I would love an episode about yarns that are not animal fiber. Which one's to use for what purpose, the properties of each, benefits and drawbacks, and general helpful hints. I've heard Kelley mention her sister's relationship issues with animal fibers, and there are plenty of us around who either can't or won't use animal fibers, or know for someone equally itchy.
Just love the podcast. You keep me inspired and passionate about knitting in a busy, busy world where it's easy to put the traditional crafts on the back burner. You help preserve this art, and that is very valuable indeed.
That's a really good suggestion. I bet people who have animal fiber allergies, those who live in warm climates, or those who are vegan would be interested in a podcast on the topic.
In the meantime, have you read No Sheep for You by Amy Singer?

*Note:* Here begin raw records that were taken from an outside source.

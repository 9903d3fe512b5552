//! Settings page view.

use iced::widget::{button, checkbox, column, container, horizontal_space, row, text, text_input};
use iced::{Alignment, Element, Length};

use scg_core::api::DEFAULT_ENDPOINT;

use crate::app::{App, Message};
use crate::theme::{self, colors, font, spacing};

/// Build the settings page.
pub fn settings_page(app: &App) -> Element<'_, Message> {
    let endpoint_row = row![
        text("Analysis Endpoint:").size(font::NORMAL).width(Length::Fixed(210.0)),
        text_input(DEFAULT_ENDPOINT, &app.pending_endpoint)
            .on_input(Message::EndpointChanged)
            .width(Length::Fill)
            .size(font::NORMAL),
    ]
    .spacing(spacing::SM)
    .align_y(Alignment::Center);

    let autoscroll = checkbox("Auto-scroll the log panel", app.pending_autoscroll)
        .on_toggle(Message::AutoscrollToggled)
        .size(font::NORMAL);

    let buttons = row![
        horizontal_space(),
        button(text("Cancel").size(font::NORMAL)).on_press(Message::CancelSettings),
        button(text("Save").size(font::NORMAL))
            .style(button::primary)
            .on_press(Message::SaveSettings),
    ]
    .spacing(spacing::SM);

    let form = column![
        text("Settings").size(font::XL),
        endpoint_row,
        text("Full URL of the swing analysis service, including the /api/swings path.")
            .size(font::SM)
            .color(colors::TEXT_MUTED),
        autoscroll,
        buttons,
    ]
    .spacing(spacing::MD);

    container(
        container(form)
            .padding(spacing::LG)
            .width(Length::Fill)
            .style(theme::card),
    )
    .width(Length::Fill)
    .height(Length::Fill)
    .padding(spacing::LG)
    .into()
}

In addition to featuring very nice patterns, the first chapter gives the most complete overview of different sorts of plant based and silk fibers I've seen anywhere and it explains each fiber's strengths, weaknesses, and sorts of knitted projects that will really take advantage of the fiber's features.
The Knitter's Book of Yarn by Clara Parkes also really explains yarn fibers well (but also talks about wool and other animal hair based fibers) and has a fantastic explaination about how the contruction of the yarn can make your knitting behave in different ways as well.